Luggage You Can Count On
Even with Virgil Abloh knocking out streetwear grail pieces, Louis Vuitton still makes the bulk of its money from accessories. But then, it started life as a luggage maker. Invest in an LV trunk and you’re buying the peace of mind that comes with knowing the stuff inside is safe (and, yes, paying a chunk on top for the monogram). But even at more accessible price points, luxury luggage from brands like Rimowa still pays dividends – its aluminium suitcases are bombproof (literally, they’ve survived plane crashes), which means you’ll only ever need to buy one per lifetime, no matter how heavy-handed the baggage handlers are.
Wear It With
Airport style has become a ‘thing’ ever since paparazzi started camping out at arrivals to catch celebs just off the red-eye, so take a leaf from their book – comfy but sleek joggers and an unstructured blazer that you can slip on if the plane’s chilly, but won’t look too rumpled if you sleep in it.
A Suit That Really Suits You
To the layman, a bespoke suit doesn’t look that different from a made-to-measure suit, beyond the cost. But ask a tailor and they’ll tell you that when something’s tailored just for you, it fits in three dimensions. A great tailor, be it at a Savile Row stalwart like Gieves & Hawkes and Anderson & Shephard, or modern bespoke brands like Casely-Hayford and Timothy Everest, can emphasise your best bits and hide the rest. He can account for every slightly lowered shoulder or longer arm, to craft a piece of clothing that moves with you like a second skin. Granted, so long as you’re not that oddly shaped, a made-to-measure suit will generally be excellent. But it will never fit like bespoke.
Gieves & Hawkes
Wear It With
These days, you can wear a suit however you like, but assuming you’re not going to have five or six bespoke suits on rotation, we’d advise going classic so that it outlives the current anything-goes tailoring trend. A navy two-piece will still work with a T-shirt, hoodie or roll neck, but it’ll dress up for weddings, too.

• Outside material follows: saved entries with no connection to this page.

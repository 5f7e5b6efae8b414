// Copyright 2026 James Casey
// SPDX-License-Identifier: Apache-2.0

//! Semantic analysis error types.

use ecow::EcoString;
use miette::{Diagnostic, LabeledSpan};
use thiserror::Error;

use crate::source_analysis::Span;

/// A semantic error discovered during analysis.
///
/// Analysis is fail-fast, so a run produces at most one of these.
#[derive(Debug, Clone, PartialEq, Eq, Error)]
#[error("{kind}")]
pub struct SemanticError {
    pub kind: SemanticErrorKind,
    pub span: Span,
}

impl SemanticError {
    /// Create a new semantic error.
    #[must_use]
    pub fn new(kind: SemanticErrorKind, span: Span) -> Self {
        Self { kind, span }
    }

    /// The process exit code reported for this error.
    #[must_use]
    pub fn exit_code(&self) -> i32 {
        self.kind.exit_code()
    }
}

impl Diagnostic for SemanticError {
    fn code<'a>(&'a self) -> Option<Box<dyn std::fmt::Display + 'a>> {
        Some(Box::new(format!("sol25::semantic::{}", self.kind.code())))
    }

    fn labels(&self) -> Option<Box<dyn Iterator<Item = LabeledSpan> + '_>> {
        Some(Box::new(std::iter::once(LabeledSpan::at(self.span, "here"))))
    }
}

/// Types of semantic errors.
#[derive(Debug, Clone, PartialEq, Eq, Error)]
pub enum SemanticErrorKind {
    /// Two classes share a name.
    #[error("class '{name}' is defined more than once")]
    DuplicateClass { name: EcoString },

    /// No `Main` class, or `Main` has no `run` method.
    #[error("missing entry point: class 'Main' with method 'run'")]
    MissingEntryPoint,

    /// A parent that is neither declared nor builtin.
    #[error("class '{class}' inherits from undefined class '{parent}'")]
    UnknownParent { class: EcoString, parent: EcoString },

    /// Selector colon count differs from the block parameter count.
    #[error("method '{selector}' expects {expected} parameter(s) but its block has {found}")]
    ArityMismatch {
        selector: EcoString,
        expected: usize,
        found: usize,
    },

    /// A block declares the same parameter twice.
    #[error("duplicate block parameter '{name}'")]
    DuplicateParameter { name: EcoString },

    /// A variable that is not visible at its use.
    #[error("undefined variable '{name}'")]
    UndefinedVariable { name: EcoString },

    /// Assignment to a parameter of this or an enclosing block.
    #[error("cannot assign to parameter '{name}'")]
    ReadOnlyParameterOrDuplicate { name: EcoString },

    /// A class literal naming no declared or builtin class.
    #[error("undefined class '{name}'")]
    UndefinedClass { name: EcoString },

    /// A class-side send the class and its ancestors do not understand.
    #[error("class '{class}' does not understand '{selector}'")]
    UnknownClassMethod { class: EcoString, selector: EcoString },

    /// The class is its own ancestor.
    #[error("cyclic inheritance involving class '{class}'")]
    CyclicInheritance { class: EcoString },
}

impl SemanticErrorKind {
    /// The process exit code reported for this kind.
    #[must_use]
    pub fn exit_code(&self) -> i32 {
        match self {
            Self::MissingEntryPoint => 31,
            Self::UnknownParent { .. }
            | Self::UndefinedVariable { .. }
            | Self::UndefinedClass { .. }
            | Self::UnknownClassMethod { .. } => 32,
            Self::ArityMismatch { .. } => 33,
            Self::DuplicateParameter { .. } | Self::ReadOnlyParameterOrDuplicate { .. } => 34,
            Self::DuplicateClass { .. } | Self::CyclicInheritance { .. } => 35,
        }
    }

    /// Short machine-readable name, used in diagnostic codes.
    #[must_use]
    pub fn code(&self) -> &'static str {
        match self {
            Self::DuplicateClass { .. } => "duplicate_class",
            Self::MissingEntryPoint => "missing_entry_point",
            Self::UnknownParent { .. } => "unknown_parent",
            Self::ArityMismatch { .. } => "arity_mismatch",
            Self::DuplicateParameter { .. } => "duplicate_parameter",
            Self::UndefinedVariable { .. } => "undefined_variable",
            Self::ReadOnlyParameterOrDuplicate { .. } => "assign_to_parameter",
            Self::UndefinedClass { .. } => "undefined_class",
            Self::UnknownClassMethod { .. } => "unknown_class_method",
            Self::CyclicInheritance { .. } => "cyclic_inheritance",
        }
    }
}

#[cfg(test)]
mod tests {
    use super::*;

    #[test]
    fn exit_codes() {
        let cases = [
            (SemanticErrorKind::MissingEntryPoint, 31),
            (SemanticErrorKind::UndefinedVariable { name: "y".into() }, 32),
            (
                SemanticErrorKind::ArityMismatch {
                    selector: "run".into(),
                    expected: 0,
                    found: 1,
                },
                33,
            ),
            (SemanticErrorKind::DuplicateParameter { name: "a".into() }, 34),
            (SemanticErrorKind::CyclicInheritance { class: "A".into() }, 35),
        ];
        for (kind, code) in cases {
            assert_eq!(SemanticError::new(kind, Span::default()).exit_code(), code);
        }
    }

    #[test]
    fn diagnostic_code_and_message() {
        let error = SemanticError::new(
            SemanticErrorKind::UnknownClassMethod {
                class: "Integer".into(),
                selector: "foo".into(),
            },
            Span::new(3, 6),
        );
        assert_eq!(error.to_string(), "class 'Integer' does not understand 'foo'");
        assert_eq!(
            error.code().map(|code| code.to_string()).as_deref(),
            Some("sol25::semantic::unknown_class_method")
        );
        assert_eq!(error.labels().map(Iterator::count), Some(1));
    }
}
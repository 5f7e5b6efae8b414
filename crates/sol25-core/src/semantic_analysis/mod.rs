// Copyright 2026 James Casey
// SPDX-License-Identifier: Apache-2.0

//! Semantic analysis for SOL25.
//!
//! Five ordered passes run over an immutable AST; the first violation stops
//! analysis and is returned:
//!
//! 1. **Collect**: declared class names, rejecting duplicates ([`ClassTable`])
//! 2. **Entry point**: class `Main` with method `run`
//! 3. **Structure**: parents resolve, arities match, method parameters are
//!    distinct
//! 4. **Names**: variables, class literals, class-side sends, assignments
//! 5. **Cycles**: no class is its own ancestor
//!
//! ```
//! use sol25_core::builder::build;
//! use sol25_core::semantic_analysis::{SemanticErrorKind, analyse};
//! use sol25_core::source_analysis::{lex_with_eof, parse};
//!
//! let program = build(parse(lex_with_eof("class Main : Object { run [ x := y. ] }")).unwrap());
//! let error = analyse(&program).unwrap_err();
//! assert_eq!(error.kind, SemanticErrorKind::UndefinedVariable { name: "y".into() });
//! assert_eq!(error.exit_code(), 32);
//! ```

use crate::ast::Program;

pub mod builtins;
mod class_hierarchy;
mod class_table;
pub mod error;
mod name_resolver;
mod scope;
mod validators;

#[cfg(test)]
mod test_helpers;

pub use class_table::ClassTable;
pub use error::{SemanticError, SemanticErrorKind};

/// Runs every analysis pass over `program`.
///
/// # Errors
///
/// Returns the first violation found, in pass order.
pub fn analyse(program: &Program) -> Result<(), SemanticError> {
    let classes = ClassTable::collect(program)?;
    tracing::trace!(classes = classes.len(), "collected classes");

    validators::check_entry_point(program, &classes)?;
    tracing::trace!("entry point found");

    validators::check_structure(&classes)?;
    tracing::trace!("class structure valid");

    name_resolver::NameResolver::new(&classes).resolve()?;
    tracing::trace!("names resolved");

    class_hierarchy::check_acyclic(&classes)?;
    tracing::trace!("hierarchy acyclic");
    Ok(())
}

#[cfg(test)]
mod tests {
    use super::test_helpers::{analyse_source, main_with_run};
    use super::*;

    #[test]
    fn minimal_program() {
        assert_eq!(analyse_source("class Main : Object { run [ ] }"), Ok(()));
    }

    #[test]
    fn locals_and_unknown_variable() {
        assert_eq!(
            analyse_source(&main_with_run("[ x := 1. x printString. ]")),
            Ok(())
        );
        assert_eq!(
            analyse_source(&main_with_run("[ x := 1. y printString. ]")),
            Err(SemanticErrorKind::UndefinedVariable { name: "y".into() })
        );
    }

    #[test]
    fn undefined_parent() {
        assert_eq!(
            analyse_source("class A : B { } class Main : Object { run [ ] }"),
            Err(SemanticErrorKind::UnknownParent {
                class: "A".into(),
                parent: "B".into(),
            })
        );
    }

    #[test]
    fn self_inheritance() {
        assert_eq!(
            analyse_source("class A : A { } class Main : Object { run [ ] }"),
            Err(SemanticErrorKind::CyclicInheritance { class: "A".into() })
        );
    }

    #[test]
    fn run_with_parameter_is_an_arity_error() {
        assert_eq!(
            analyse_source(&main_with_run("[ :x | x ]")),
            Err(SemanticErrorKind::ArityMismatch {
                selector: "run".into(),
                expected: 0,
                found: 1,
            })
        );
    }

    #[test]
    fn missing_main() {
        assert_eq!(
            analyse_source("class App : Object { run [ ] }"),
            Err(SemanticErrorKind::MissingEntryPoint)
        );
    }

    #[test]
    fn duplicate_class_beats_missing_main() {
        assert_eq!(
            analyse_source("class A : Object { } class A : Object { }"),
            Err(SemanticErrorKind::DuplicateClass { name: "A".into() })
        );
    }

    #[test]
    fn entry_point_beats_structure() {
        assert_eq!(
            analyse_source("class A : Nope { }"),
            Err(SemanticErrorKind::MissingEntryPoint)
        );
    }

    #[test]
    fn structure_beats_names_in_later_class() {
        let source = "class Main : Object { run [ x := y. ] } class B : Object { f: [ ] }";
        assert_eq!(
            analyse_source(source),
            Err(SemanticErrorKind::ArityMismatch {
                selector: "f:".into(),
                expected: 1,
                found: 0,
            })
        );
    }

    #[test]
    fn names_beat_cycles() {
        let source = "class A : A { } class Main : Object { run [ x := y. ] }";
        assert_eq!(
            analyse_source(source),
            Err(SemanticErrorKind::UndefinedVariable { name: "y".into() })
        );
    }

    #[test]
    fn inherited_class_methods() {
        let source = "class Shape : Object { unit [ ] } \
                      class Square : Shape { } \
                      class Main : Object { run [ a := Square unit. b := Square new. c := Square from: 1. ] }";
        assert_eq!(analyse_source(source), Ok(()));
    }

    #[test]
    fn analysis_is_idempotent() {
        let program = test_helpers::program(&main_with_run("[ x := Foo new. ]"));
        let first = analyse(&program);
        let second = analyse(&program);
        assert_eq!(first, second);
        assert!(first.is_err());
    }
}
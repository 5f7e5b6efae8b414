// Copyright 2026 James Casey
// SPDX-License-Identifier: Apache-2.0

//! Builtin root classes and their class-side method tables.
//!
//! These are fixed tables consulted by the analyzer, never AST nodes.

/// The classes every program may inherit from or refer to.
pub const ROOT_CLASSES: &[&str] = &["Object", "Integer", "String", "Nil", "True", "False", "Block"];

/// Names visible in every method body before any parameter or local.
pub const PSEUDO_VARIABLES: &[&str] = &["self", "super", "true", "false", "nil"];

const CLASS_METHODS: &[&str] = &["new", "from:"];
const STRING_CLASS_METHODS: &[&str] = &["new", "from:", "read"];

/// Returns `true` if `name` is a builtin root class.
#[must_use]
pub fn is_root_class(name: &str) -> bool {
    ROOT_CLASSES.iter().any(|root| *root == name)
}

/// Class-side selectors understood by a builtin root class.
#[must_use]
pub fn class_methods(name: &str) -> Option<&'static [&'static str]> {
    match name {
        "String" => Some(STRING_CLASS_METHODS),
        _ if is_root_class(name) => Some(CLASS_METHODS),
        _ => None,
    }
}
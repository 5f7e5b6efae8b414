// Copyright 2026 James Casey
// SPDX-License-Identifier: Apache-2.0

//! Generates one snapshot test per directory under `cases/`.

use std::fmt::Write as _;
use std::path::Path;
use std::{env, fs};

fn main() {
    let manifest_dir = env::var("CARGO_MANIFEST_DIR").expect("CARGO_MANIFEST_DIR not set");
    let cases_dir = Path::new(&manifest_dir).join("cases");
    println!("cargo:rerun-if-changed={}", cases_dir.display());

    let mut cases: Vec<String> = fs::read_dir(&cases_dir)
        .expect("cases directory should exist")
        .filter_map(Result::ok)
        .filter(|entry| entry.path().join("main.sol").is_file())
        .filter_map(|entry| entry.file_name().into_string().ok())
        .collect();
    cases.sort();

    let mut generated = String::new();
    for case in &cases {
        println!(
            "cargo:rerun-if-changed={}",
            cases_dir.join(case).join("main.sol").display()
        );
        writeln!(
            generated,
            "#[test]\nfn {case}() {{\n    test_output_snapshot(\"{case}\");\n}}\n"
        )
        .expect("writing to a String cannot fail");
    }

    let out_dir = env::var("OUT_DIR").expect("OUT_DIR not set");
    fs::write(Path::new(&out_dir).join("generated_tests.rs"), generated)
        .expect("failed to write generated tests");
}
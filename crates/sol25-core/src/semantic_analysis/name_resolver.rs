// Copyright 2026 James Casey
// SPDX-License-Identifier: Apache-2.0

//! Name resolution over method bodies.
//!
//! Walks every block in order with the set of visible names and checks:
//! - variable references are visible
//! - class literals name a declared or builtin class
//! - class-side sends resolve along the receiver's inheritance chain
//! - assignments never target a parameter
//! - nested block parameters are distinct
//!
//! Traversal is class by class, method by method, statement by statement,
//! left to right; the first violation stops the walk.

use crate::ast::{Block, Expression, Identifier, Statement};

use super::class_table::ClassTable;
use super::error::{SemanticError, SemanticErrorKind};
use super::scope::Scope;
use super::validators::check_distinct_parameters;

/// Resolves names in every method body of a program.
#[derive(Debug)]
pub(super) struct NameResolver<'t, 'a> {
    classes: &'t ClassTable<'a>,
}

impl<'t, 'a> NameResolver<'t, 'a> {
    pub(super) fn new(classes: &'t ClassTable<'a>) -> Self {
        Self { classes }
    }

    /// Walks every method body in declaration order.
    pub(super) fn resolve(&self) -> Result<(), SemanticError> {
        let root = Scope::root();
        for class in self.classes.iter() {
            for method in &class.methods {
                tracing::trace!(
                    class = %class.name.name,
                    selector = %method.selector.name,
                    "resolving names"
                );
                self.resolve_block(&method.body, &root)?;
            }
        }
        Ok(())
    }

    fn resolve_block(&self, block: &Block, enclosing: &Scope) -> Result<(), SemanticError> {
        let mut scope = enclosing.enter(block);
        for statement in &block.body {
            match statement {
                Statement::Assignment { target, value, .. } => {
                    self.resolve_expression(value, &scope)?;
                    if scope.is_parameter(&target.name) {
                        return Err(SemanticError::new(
                            SemanticErrorKind::ReadOnlyParameterOrDuplicate {
                                name: target.name.clone(),
                            },
                            target.span,
                        ));
                    }
                    scope.define(target.name.clone());
                }
                Statement::Expression(expression) => {
                    self.resolve_expression(expression, &scope)?;
                }
            }
        }
        Ok(())
    }

    fn resolve_expression(&self, expression: &Expression, scope: &Scope) -> Result<(), SemanticError> {
        stacker::maybe_grow(32 * 1024, 256 * 1024, || self.resolve_node(expression, scope))
    }

    fn resolve_node(&self, expression: &Expression, scope: &Scope) -> Result<(), SemanticError> {
        match expression {
            Expression::Literal(..) => Ok(()),
            Expression::Variable(identifier) => {
                if scope.is_visible(&identifier.name) {
                    Ok(())
                } else {
                    Err(SemanticError::new(
                        SemanticErrorKind::UndefinedVariable {
                            name: identifier.name.clone(),
                        },
                        identifier.span,
                    ))
                }
            }
            Expression::ClassReference(identifier) => self.resolve_class(identifier),
            Expression::Block(block) => {
                check_distinct_parameters(block)?;
                self.resolve_block(block, scope)
            }
            Expression::MessageSend {
                receiver,
                selector,
                arguments,
                ..
            } => {
                self.resolve_expression(receiver, scope)?;
                for argument in arguments {
                    self.resolve_expression(argument, scope)?;
                }
                match receiver.as_ref() {
                    Expression::ClassReference(class)
                        if !self.classes.understands(&class.name, &selector.name) =>
                    {
                        Err(SemanticError::new(
                            SemanticErrorKind::UnknownClassMethod {
                                class: class.name.clone(),
                                selector: selector.name.clone(),
                            },
                            selector.span,
                        ))
                    }
                    _ => Ok(()),
                }
            }
        }
    }

    fn resolve_class(&self, identifier: &Identifier) -> Result<(), SemanticError> {
        if self.classes.is_known(&identifier.name) {
            Ok(())
        } else {
            Err(SemanticError::new(
                SemanticErrorKind::UndefinedClass {
                    name: identifier.name.clone(),
                },
                identifier.span,
            ))
        }
    }
}
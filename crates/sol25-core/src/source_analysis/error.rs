// Copyright 2026 James Casey
// SPDX-License-Identifier: Apache-2.0

//! Error types for lexing and parsing SOL25 source.
//!
//! Errors carry source locations ([`Span`]) for precise diagnostics and
//! integrate with [`miette`] for reporting. Both kinds are fatal: the parser
//! stops at the first one it meets.

// Spurious warnings from miette derive macro expansion
#![allow(unused_assignments)]

use ecow::EcoString;
use miette::Diagnostic;
use thiserror::Error;

use super::Span;

/// A lexical error: input that cannot start any token.
#[derive(Debug, Clone, PartialEq, Eq, Error, Diagnostic)]
#[error("{kind}")]
#[diagnostic(code(sol25::lexical))]
pub struct LexError {
    /// The kind of lexical error.
    #[source]
    pub kind: LexErrorKind,
    /// The source location of the error.
    #[label("here")]
    pub span: Span,
}

impl LexError {
    /// Creates a new lexical error.
    #[must_use]
    pub fn new(kind: LexErrorKind, span: Span) -> Self {
        Self { kind, span }
    }
}

/// The kind of lexical error.
#[derive(Debug, Clone, PartialEq, Eq, Hash, Error)]
pub enum LexErrorKind {
    /// A character that cannot start any token.
    #[error("unexpected character '{0}'")]
    UnexpectedCharacter(char),

    /// A string literal was not terminated.
    #[error("unterminated string literal")]
    UnterminatedString,

    /// A comment was not terminated.
    #[error("unterminated comment")]
    UnterminatedComment,

    /// An escape sequence other than `\n`, `\'` or `\\`.
    #[error("invalid escape sequence '\\{0}'")]
    InvalidEscape(char),

    /// The input was not valid UTF-8.
    #[error("source is not valid UTF-8")]
    InvalidUtf8,
}

/// A syntax error: a token sequence that matches no production.
#[derive(Debug, Clone, PartialEq, Eq, Error, Diagnostic)]
#[error("{message}")]
#[diagnostic(code(sol25::syntax))]
pub struct SyntaxError {
    /// Human-readable description of what was expected.
    pub message: EcoString,
    /// The offending token.
    #[label("here")]
    pub span: Span,
}

impl SyntaxError {
    /// Creates a new syntax error.
    #[must_use]
    pub fn new(message: impl Into<EcoString>, span: Span) -> Self {
        Self {
            message: message.into(),
            span,
        }
    }
}

/// The reason parsing stopped.
#[derive(Debug, Clone, PartialEq, Eq, Error, Diagnostic)]
pub enum ParseError {
    /// The parser reached input the lexer could not tokenize.
    #[error(transparent)]
    #[diagnostic(transparent)]
    Lexical(#[from] LexError),

    /// The token stream does not match the grammar.
    #[error(transparent)]
    #[diagnostic(transparent)]
    Syntax(#[from] SyntaxError),
}

impl ParseError {
    /// Returns the source location of the error.
    #[must_use]
    pub fn span(&self) -> Span {
        match self {
            Self::Lexical(error) => error.span,
            Self::Syntax(error) => error.span,
        }
    }
}

#[cfg(test)]
mod tests {
    use super::*;

    #[test]
    fn lex_error_display() {
        let err = LexError::new(LexErrorKind::UnexpectedCharacter('#'), Span::new(0, 1));
        assert_eq!(err.to_string(), "unexpected character '#'");

        let err = LexError::new(LexErrorKind::UnterminatedString, Span::new(0, 10));
        assert_eq!(err.to_string(), "unterminated string literal");

        let err = LexError::new(LexErrorKind::InvalidEscape('t'), Span::new(0, 2));
        assert_eq!(err.to_string(), "invalid escape sequence '\\t'");
    }

    #[test]
    fn parse_error_span() {
        let err: ParseError = SyntaxError::new("expected ']'", Span::new(5, 6)).into();
        assert_eq!(err.span(), Span::new(5, 6));
        assert_eq!(err.to_string(), "expected ']'");

        let err: ParseError = LexError::new(LexErrorKind::UnexpectedCharacter('@'), Span::new(2, 3)).into();
        assert_eq!(err.span(), Span::new(2, 3));
    }
}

Denim That Can Take A Beating
Considering it was originally the uniform of miners, cowboys and factory workers, it can seem strange that denim can now set you back four figures, and that some of the stuff that does comes full of holes. Ignore it, and look instead to Japanese denim obsessives like Orslow, 45RPM and Iron Heart, who approach their jeans with an obsessive focus on fabric, dyeing techniques and construction. Luxury denim isn’t something that you’ll want to get covered in grease or coal dust, but it’s made so well that it will survive anything else you throw at it and last years longer than the designer versions.
Wear It With
Selvedge lends itself to workwear looks – it’s that blue collar heritage – but the premium stuff is versatile enough to pair with anything from unstructured tailoring to streetwear. Go for a pair in a slim or straight fit, which won’t date as fast as wide or skinny.
Underwear That’s Just For You
For years ‘luxury’ underwear just meant pants made from silk, which weren’t that comfortable and were a nightmare to wash. Today, brands like Hamilton and Hare, Derek Rose and CDLP have re-engineered your smalls, taking a tailored approach to fit that makes this new breed of boxers the most comfortable you’ll ever wear. You might think it seems strange to spend so much money on something that most people will never see. Then you slip them on and realise you’ve spent almost your entire life wearing underwear that’s as uncomfortable as it is unflattering. You deserve better, don’t you?
Wear It With
Well, everything. Which is the point – it makes sense to invest in something you’re going to wear every day. Pair your pants with the fit of what’s outside them – slim trunks with tailored trousers; boxers if you’re more of a pleats guy.